As we journeyed up another floor, I noticed that my head felt clearer and my senses seemed sharper than they had in months. Probably with good reason. They wouldn’t be subjecting me to that gas, not with Sheridan around, so this was likely the first pure air I’d breathed in a long time. Until now, I hadn’t realized what a shocking difference there was. Adrian could probably reach me in dreams now, but that would have to wait. At the very least, I could practice my magic again, now that my
system was no longer polluted, and hopefully fight off any of the tattoo’s effects. Finding an unwatched moment to do that might be easier said than done, though.

The next corridor we entered had a series of identical rooms, doors open, revealing narrow beds inside. I continued keeping track of everything we passed, each floor and room, still searching for a way out that didn’t seem to exist. Sheridan led me inside a bedroom with the number eight written outside.

“I’ve always thought eight was a lucky number,” she told me. “Rhymes with ‘great.’” She nodded toward one of the two beds in the room. “That’s yours.”

For a moment, I was too taken aback by the idea of a bed to recognize the larger implications. Not that it was very comfortable-looking—but still. It was leagues away from my cell floor, even with its hard mattress and thin sheets made of a material similar to my old shift. I could sleep in this bed, no question.

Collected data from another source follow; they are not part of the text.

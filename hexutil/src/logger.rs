/// Intercept messages using the `log` crate and print them to STDERR. `RUST_LOG` overrides the
/// default `info` filter.
pub fn setup() {
    use env_logger::{Builder, Env};
    // Tests may call this more than once
    let _ = Builder::from_env(Env::default().default_filter_or("info")).try_init();
}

I could sleep and dream of Adrian. …

“Do I have a roommate?” I asked, finally taking note of the other bed. It was hard to say if the room was occupied since there were no other signs of personal belongings.

“Yes. Her name is Emma. You could learn a lot from her. We’re very proud of her progress.” Sheridan stepped out of the room, so apparently we weren’t lingering. “Come on—you can meet her now. And the others.”

A hallway branching off of this one took us past what looked like empty classrooms. As we headed toward the corridor’s end, I became aware of something my dulled senses hadn’t experienced in a while: the scent of food.
Real
food. Sheridan was taking us to a cafeteria. Hunger I hadn’t even known I possessed reared up in my stomach with an almost painful
lurch. I’d adapted to my meager prison diet so much that I’d taken my body’s deprived state as normal. Only now did I realize how much I craved something that wasn’t lukewarm cereal.

The cafeteria, such as it was, was only a fraction of the size of Amberwood’s. It had five tables, three of which were occupied with people in tan scrubs identical to mine. These, it seemed, were my fellow prisoners, all with golden lilies. There were twelve of them, which I supposed made me lucky thirteen. I wondered what Sheridan would think of that. The other detainees were of mixed age, gender, and race, though I was willing to bet all were American. In some prisons, making you feel like an outsider was part of the process. Since this one’s goal was to bring us back to the fold, they would most likely put us with those of shared culture and language—those we could aspire to be like if we only tried hard enough. Watching them, I wondered what their stories were, if any of them might be allies.

“That’s Baxter,” said Sheridan, nodding toward a stern-faced man in white. He stood in a window that overlooked the dining area and was presumably where the food came from. “His food is delicious. I know you’re going to love it. And that’s Addison. She oversees lunchtime and your art class.”

It would not have been clear to me that Addison was a “she,” if not for that introduction. She was in her late forties or early fifties, wearing a suit just as prim if less stylish than Sheridan’s, and was stationed against the side wall with sharp eyes. She kept her hair shaved close to her head and had a hard-angled face that seemed at odds with the fact that she was chewing gum. The golden lily was her only ornamentation. She was pretty much the last person I would’ve expected for an art teacher, which in turn led to another realization.